Masudur Rahman

Personal information
- Date of birth: 5 September 1916
- Place of birth: Calcutta, British India
- Date of death: 20 June 1967 (aged 50)
- Place of death: Sir Salimullah Medical College, Dhaka
- Position: Goalkeeper

Senior career*
- Years: Team / Apps / (Gls)
- 1932–1938: Kolkata Mohammedan
- 1939–1946: Khulna Town Club
- 1939–: East Bengal
- Mohun Bagan

= Masudur Rahman (referee) =

Bengali footballer and referee (1916–1967)

Masudur Rahman alternatively spelled Masoodur Rahman (মাসুদুর রহমান; 5 September 1916 – 20 June 1967) was a footballer who played as goalkeeper, after retirement, he became a FIFA referee.

== Early life ==
Rahman was born on 5 September 1916, In Calcutta, British India. He used to take a keen interest in games such as field hockey and football. He started his career as early as 1933.

== Football career ==
Rahman represented Calcutta Mohammedan from 1932 to 1938 in both football and hockey, before moving to Khulna Town Club and playing for them from 1939 till 1946. He also had a spell at East Bengal in 1939, and also played for Mohun Bagan till the Independence of Pakistan.

== Hockey career ==
Rahman played for clubs like Kolkata Mohammedan and the East Bengal field hockey team. He was selected as a goalkeeper to represent Bengal in the "All-India Inter-Provincial Hockey Championship" which was held in bombay in 1944. He also played for India XI in 1943 and also 1945. After Pakistan independence, he represented East Pakistan from 1952 till 1956, captaining the team on many occasions in the National Hockey Championship. Due to his experience he was appointed to coach the East Pakistan School Hockey XI in 1954. He briefly coached East Pakistan from the years 1958 and 1960–1961.

Alongside football and hockey, He participated in the "All-India Badminton Championship" from the years 1937 to 1943, In Athletics he assisted the Bengal Heroes.

== Refereeing career ==
Masud joined the East Pakistan referee Association in 1948. He also served as the manager of the Pakistan Basketball Team in the 2nd Asian Quadrangular Basketball Tournament in 1962. And served as a regular member leading the team.

He was a part of the Referee Association of England from 1957 to 1959. In 1959, he supervised matches at the 1960 AFC Asian Cup qualification. In 1960, he was the manager of the East Pakistan hockey team for their participation in the National Hockey Championship held in Hyderabad and also for an exhibition match against the Pakistan Olympic Hockey team.

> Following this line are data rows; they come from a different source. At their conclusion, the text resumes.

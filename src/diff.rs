use crate::{
	dom::{loggable, Dom, Patcher},
	props::{self, PropKind, Target},
	tags::{self, Namespace},
	Element, Key, NodeRef, PropValue, Props, VNode,
};
use hashbrown::{hash_map::Entry, HashMap, HashSet};
use std::{borrow::Cow, collections::VecDeque};
use tracing::{instrument, trace, trace_span, warn};

/// The rendered counterpart of an element or text [`VNode`], attached to its live DOM node.
///
/// Fragments are spliced into their parent's child list, so they never have a [`Mounted`] of their own.
#[derive(Debug)]
pub(crate) struct Mounted<N> {
	pub node: N,
	pub kind: MountedKind<N>,
}

#[derive(Debug)]
pub(crate) enum MountedKind<N> {
	Text(String),
	Element(MountedElement<N>),
}

#[derive(Debug)]
pub(crate) struct MountedElement<N> {
	tag: Cow<'static, str>,
	namespace: Namespace,
	props: Props,
	children: Vec<Mounted<N>>,
}

impl<N> Mounted<N> {
	fn key(&self) -> Option<Key> {
		match &self.kind {
			MountedKind::Element(element) => element.props.key(),
			MountedKind::Text(_) => None,
		}
	}

	/// Whether the DOM node can be reused for `leaf` (same kind and, for elements, the same tag).
	fn matches(&self, leaf: &Leaf) -> bool {
		match (&self.kind, leaf) {
			(MountedKind::Text(_), Leaf::Text(_)) => true,
			(MountedKind::Element(mounted), Leaf::Element(element)) => mounted.tag == element.tag,
			_ => false,
		}
	}

	fn slot(&self) -> Slot {
		match &self.kind {
			MountedKind::Element(element) => Some(element.tag.clone()),
			MountedKind::Text(_) => None,
		}
	}
}

/// Groups nodes that can stand in for each other positionally: text (`None`) or elements of one tag.
type Slot = Option<Cow<'static, str>>;

/// A child list entry after fragment splicing.
enum Leaf {
	Element(Element),
	Text(String),
}

impl Leaf {
	fn key(&self) -> Option<Key> {
		match self {
			Self::Element(element) => element.key(),
			Self::Text(_) => None,
		}
	}

	fn slot(&self) -> Slot {
		match self {
			Self::Element(element) => Some(element.tag.clone()),
			Self::Text(_) => None,
		}
	}
}

fn flatten_into(nodes: Vec<VNode>, out: &mut Vec<Leaf>) {
	for node in nodes {
		match node {
			VNode::Element(element) => out.push(Leaf::Element(element)),
			VNode::Text(text) => out.push(Leaf::Text(text)),
			VNode::Fragment(children) => flatten_into(children, out),
		}
	}
}

/// Reconciles one parent's child list per render pass, recursing into reused and created elements.
pub(crate) struct Differ<'a, D: Dom> {
	patcher: Patcher<'a, D>,
}

impl<'a, D: Dom> Differ<'a, D> {
	pub fn new(dom: &'a D) -> Self {
		Self { patcher: Patcher::new(dom) }
	}

	/// Turns the DOM children of `parent` described by `old` into ones described by `new`.
	///
	/// This is a single pass over `new` that tracks an insertion anchor, the DOM node currently in the slot being filled.
	/// Reused nodes that already sit at the anchor stay where they are; every other placed node is moved or inserted before it.
	/// No cheaper global assignment is searched for, so reversing a keyed list of `n` items moves `n - 1` nodes.
	///
	/// Nodes from `old` that weren't reused are removed afterwards, in their original order.
	#[instrument(skip(self, old, new))]
	pub fn diff_children(&self, parent: &D::Node, namespace: Namespace, old: Vec<Mounted<D::Node>>, new: Vec<VNode>) -> Vec<Mounted<D::Node>> {
		let mut leaves = Vec::with_capacity(new.len());
		flatten_into(new, &mut leaves);

		let mut new_keys = HashSet::new();
		for key in leaves.iter().filter_map(Leaf::key) {
			if let Some(duplicate) = new_keys.replace(key) {
				if cfg!(debug_assertions) {
					warn!("Duplicate sibling key {:?}. The resulting DOM is unspecified.", duplicate.as_str());
				}
			}
		}

		let mut anchor = old.first().map(|first| first.node.clone());
		let mut old: Vec<Option<Mounted<D::Node>>> = old.into_iter().map(Some).collect();

		// Old children whose key is still in use can only be reused by key.
		// All others are matched by position, first come first served within each slot.
		let mut keyed = HashMap::new();
		let mut positional: HashMap<Slot, VecDeque<usize>> = HashMap::new();
		for (i, mounted) in old.iter().enumerate() {
			let mounted = match mounted {
				Some(mounted) => mounted,
				None => continue,
			};
			if let Some(key) = mounted.key().filter(|key| new_keys.contains(key)) {
				if let Entry::Vacant(vacant) = keyed.entry(key) {
					vacant.insert(i);
					continue;
				}
			}
			positional.entry(mounted.slot()).or_default().push_back(i);
		}

		let mut mounted = Vec::with_capacity(leaves.len());
		for leaf in leaves {
			let reusable = match leaf.key() {
				Some(key) => keyed.remove(&key).filter(|&i| {
					let candidate = old[i].as_ref();
					let matches = candidate.map_or(false, |candidate| candidate.matches(&leaf));
					if !matches {
						if let (Some(MountedKind::Element(mounted)), Leaf::Element(element)) = (candidate.map(|candidate| &candidate.kind), &leaf) {
							if mounted.tag.eq_ignore_ascii_case(&element.tag) {
								warn!(key = key.as_str(), "Element tag changed only in case, from <{}> to <{}>. Recreating it.", mounted.tag, element.tag);
							}
						}
						trace!(key = key.as_str(), "Keyed node changed kind or tag. Recreating it.");
					}
					matches
				}),
				None => positional.get_mut(&leaf.slot()).and_then(VecDeque::pop_front),
			};

			let (child, created) = match (reusable.and_then(|i| old[i].take()), leaf) {
				(Some(Mounted { node, kind: MountedKind::Text(previous) }), Leaf::Text(text)) => (self.patch_text(node, previous, text), false),
				(Some(Mounted { node, kind: MountedKind::Element(previous) }), Leaf::Element(element)) => (self.patch_element(node, previous, element), false),
				(_, leaf) => match self.create(leaf, namespace) {
					Some(child) => (child, true),
					None => continue,
				},
			};

			if !created && anchor.as_ref() == Some(&child.node) {
				anchor = self.patcher.next_sibling(&child.node);
			} else if !self.patcher.insert_before(parent, &child.node, anchor.as_ref()) && created {
				self.release(&child);
				continue;
			}
			mounted.push(child);
		}

		for leftover in old.into_iter().flatten() {
			self.unmount(leftover)
		}
		mounted
	}

	fn patch_text(&self, node: D::Node, previous: String, text: String) -> Mounted<D::Node> {
		if previous != text {
			let span = trace_span!("Diffing text node", previous = loggable(&previous), text = loggable(&text));
			let _enter = span.enter();
			self.patcher.set_text_data(&node, &text);
		}
		Mounted { node, kind: MountedKind::Text(text) }
	}

	fn patch_element(&self, node: D::Node, previous: MountedElement<D::Node>, element: Element) -> Mounted<D::Node> {
		let MountedElement {
			tag,
			namespace,
			props: previous_props,
			children: previous_children,
		} = previous;
		let Element { tag: _, props, children } = element;

		let span = trace_span!("Diffing element", tag = &*tag);
		let _enter = span.enter();

		props::patch_props(&self.patcher, &Target::<D>::new(&node, &tag, &props), &previous_props, &props);
		let children = self.diff_element_children(&node, &tag, namespace, previous_children, children);
		update_ref(previous_props.node_ref(), props.node_ref(), &node);

		Mounted {
			node,
			kind: MountedKind::Element(MountedElement { tag, namespace, props, children }),
		}
	}

	/// Creates a detached DOM subtree for `leaf`, so that it is attached with a single insertion.
	fn create(&self, leaf: Leaf, parent_namespace: Namespace) -> Option<Mounted<D::Node>> {
		match leaf {
			Leaf::Text(text) => {
				let node = self.patcher.create_text_node(&text);
				Some(Mounted { node, kind: MountedKind::Text(text) })
			}
			Leaf::Element(Element { tag, props, children }) => {
				let span = trace_span!("Creating element", tag = &*tag);
				let _enter = span.enter();

				let namespace = parent_namespace.of_element(&tag);
				let node = self.patcher.create_element(namespace, &tag)?;
				props::patch_props(&self.patcher, &Target::<D>::new(&node, &tag, &props), &Props::new(), &props);
				let children = self.diff_element_children(&node, &tag, namespace, Vec::new(), children);
				update_ref(None, props.node_ref(), &node);

				Some(Mounted {
					node,
					kind: MountedKind::Element(MountedElement { tag, namespace, props, children }),
				})
			}
		}
	}

	fn diff_element_children(&self, element: &D::Node, tag: &str, namespace: Namespace, old: Vec<Mounted<D::Node>>, new: Vec<VNode>) -> Vec<Mounted<D::Node>> {
		if tags::is_void(tag) {
			if !new.is_empty() {
				warn!("Void element <{}> declares {} child node(s), which are not rendered.", tag, new.len());
			}
			debug_assert!(old.is_empty());
			return Vec::new();
		}
		self.diff_children(element, namespace.of_children(tag), old, new)
	}

	/// Releases the bindings of `mounted`'s subtree and detaches it from the DOM.
	fn unmount(&self, mounted: Mounted<D::Node>) {
		let span = trace_span!("Unmounting", node = ?mounted.node);
		let _enter = span.enter();
		self.release(&mounted);
		self.patcher.remove(&mounted.node);
	}

	/// Clears refs and removes event listeners for a subtree, without removing it from the DOM.
	fn release(&self, mounted: &Mounted<D::Node>) {
		if let MountedKind::Element(element) = &mounted.kind {
			for (name, value) in element.props.iter() {
				if let (PropKind::Listener { event }, PropValue::Handler(handler)) = (props::classify(name, value), value) {
					self.patcher.remove_listener(&mounted.node, &event, handler)
				}
			}
			if let Some(node_ref) = element.props.node_ref() {
				node_ref.clear_if_current(&mounted.node)
			}
			for child in &element.children {
				self.release(child)
			}
		}
	}

	/// Releases `mounted` like [`Self::unmount`] would, for a whole child list.
	pub fn unmount_all(&self, mounted: Vec<Mounted<D::Node>>) {
		for child in mounted {
			self.unmount(child)
		}
	}
}

fn update_ref<N: Clone + PartialEq + 'static>(previous: Option<&NodeRef>, next: Option<&NodeRef>, node: &N) {
	if let Some(previous) = previous {
		if !next.map_or(false, |next| next.ptr_eq(previous)) {
			previous.clear_if_current(node)
		}
	}
	if let Some(next) = next {
		next.set(node.clone())
	}
}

The following year, he supervised the international friendly series against the touring Burma national team in East Pakistan. Due to his exceptional supervision, he was eventually awarded a FIFA Badge in 1962.

Masud also referred the 1959, 1960, and 1966 finals of the Aga Khan Gold Cup. Additionally, officiating the 1963 National Football Championship final. He acted as assistant manager and referee for Pakistan in the 1965 RCD Cup, where he performed as head referee of the final match of the tournament between Iran and Turkey. He also refereed matches at the 1964 Aga Khan Gold Cup.

== Personal life and death ==
Masudur Rahman had 8 children, He was admitted on 1 April 1967. It was later found that he was suffering from Leukemia. He underwent an operation on 28 April but with very little signs of improvement. Referees saved up around Rs.500 to donate to Masud. He died on 20 June 1967, at 4 pm. He was buried at Azimpur Graveyard.